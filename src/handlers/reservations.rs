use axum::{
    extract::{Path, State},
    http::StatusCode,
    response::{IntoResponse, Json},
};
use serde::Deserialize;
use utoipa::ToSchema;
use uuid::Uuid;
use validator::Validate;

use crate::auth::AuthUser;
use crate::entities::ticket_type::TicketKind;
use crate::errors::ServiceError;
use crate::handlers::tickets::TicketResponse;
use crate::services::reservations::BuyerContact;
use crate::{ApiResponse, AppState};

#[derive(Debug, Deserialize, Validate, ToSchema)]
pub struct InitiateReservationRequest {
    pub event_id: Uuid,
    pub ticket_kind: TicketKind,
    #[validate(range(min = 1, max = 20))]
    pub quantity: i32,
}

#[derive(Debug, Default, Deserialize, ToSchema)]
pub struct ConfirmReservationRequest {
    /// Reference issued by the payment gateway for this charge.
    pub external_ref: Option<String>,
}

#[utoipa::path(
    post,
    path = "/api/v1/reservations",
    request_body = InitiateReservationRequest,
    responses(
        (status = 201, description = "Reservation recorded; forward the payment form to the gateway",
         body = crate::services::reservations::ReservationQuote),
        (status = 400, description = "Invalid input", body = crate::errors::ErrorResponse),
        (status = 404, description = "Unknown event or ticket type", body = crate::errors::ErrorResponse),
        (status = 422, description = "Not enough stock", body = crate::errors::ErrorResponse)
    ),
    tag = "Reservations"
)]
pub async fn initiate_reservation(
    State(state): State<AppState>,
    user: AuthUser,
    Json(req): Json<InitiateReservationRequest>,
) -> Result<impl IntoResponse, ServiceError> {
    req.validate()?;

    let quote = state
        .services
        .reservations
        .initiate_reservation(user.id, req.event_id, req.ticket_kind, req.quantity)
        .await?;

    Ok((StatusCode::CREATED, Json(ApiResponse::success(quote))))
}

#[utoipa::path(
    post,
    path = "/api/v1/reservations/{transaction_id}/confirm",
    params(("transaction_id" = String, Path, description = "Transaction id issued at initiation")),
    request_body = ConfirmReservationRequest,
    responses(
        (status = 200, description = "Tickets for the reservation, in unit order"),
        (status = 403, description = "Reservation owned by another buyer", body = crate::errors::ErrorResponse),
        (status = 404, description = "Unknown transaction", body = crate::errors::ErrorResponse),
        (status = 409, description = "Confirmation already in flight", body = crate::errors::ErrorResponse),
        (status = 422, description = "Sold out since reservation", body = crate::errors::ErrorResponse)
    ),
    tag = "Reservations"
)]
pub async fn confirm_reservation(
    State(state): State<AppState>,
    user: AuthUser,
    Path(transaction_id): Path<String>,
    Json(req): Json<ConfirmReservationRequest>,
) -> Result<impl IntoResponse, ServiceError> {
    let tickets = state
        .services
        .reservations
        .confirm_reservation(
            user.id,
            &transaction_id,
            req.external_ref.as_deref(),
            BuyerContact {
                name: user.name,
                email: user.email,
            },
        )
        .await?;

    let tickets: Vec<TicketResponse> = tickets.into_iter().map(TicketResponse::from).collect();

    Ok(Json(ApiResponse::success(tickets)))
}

============================================================

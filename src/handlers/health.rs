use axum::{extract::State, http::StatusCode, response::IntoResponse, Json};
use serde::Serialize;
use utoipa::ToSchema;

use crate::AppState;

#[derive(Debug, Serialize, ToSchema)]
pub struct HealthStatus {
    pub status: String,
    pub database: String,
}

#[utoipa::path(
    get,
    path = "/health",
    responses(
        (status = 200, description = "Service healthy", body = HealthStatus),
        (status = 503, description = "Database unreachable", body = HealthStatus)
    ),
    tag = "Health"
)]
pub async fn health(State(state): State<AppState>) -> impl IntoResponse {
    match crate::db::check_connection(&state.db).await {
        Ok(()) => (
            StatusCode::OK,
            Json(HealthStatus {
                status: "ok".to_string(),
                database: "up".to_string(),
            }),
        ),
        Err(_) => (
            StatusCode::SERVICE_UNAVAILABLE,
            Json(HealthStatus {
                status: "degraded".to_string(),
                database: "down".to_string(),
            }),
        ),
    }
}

============================================================

• EXERCISE: Where the data above reaches the line holding "filename src/handlers/health.rs", begin printing, and stop after the line holding "pub async fn health(State(state): State<AppState>)". Each line must be reproduced exactly, with nothing else added.

• RESULT FOR THIS EXERCISE:
filename src/handlers/health.rs
use axum::{extract::State, http::StatusCode, response::IntoResponse, Json};
use serde::Serialize;
use utoipa::ToSchema;

use crate::AppState;

#[derive(Debug, Serialize, ToSchema)]
pub struct HealthStatus {
    pub status: String,
    pub database: String,
}

#[utoipa::path(
    get,
    path = "/health",
    responses(
        (status = 200, description = "Service healthy", body = HealthStatus),
        (status = 503, description = "Database unreachable", body = HealthStatus)
    ),
    tag = "Health"
)]
pub async fn health(State(state): State<AppState>) -> impl IntoResponse {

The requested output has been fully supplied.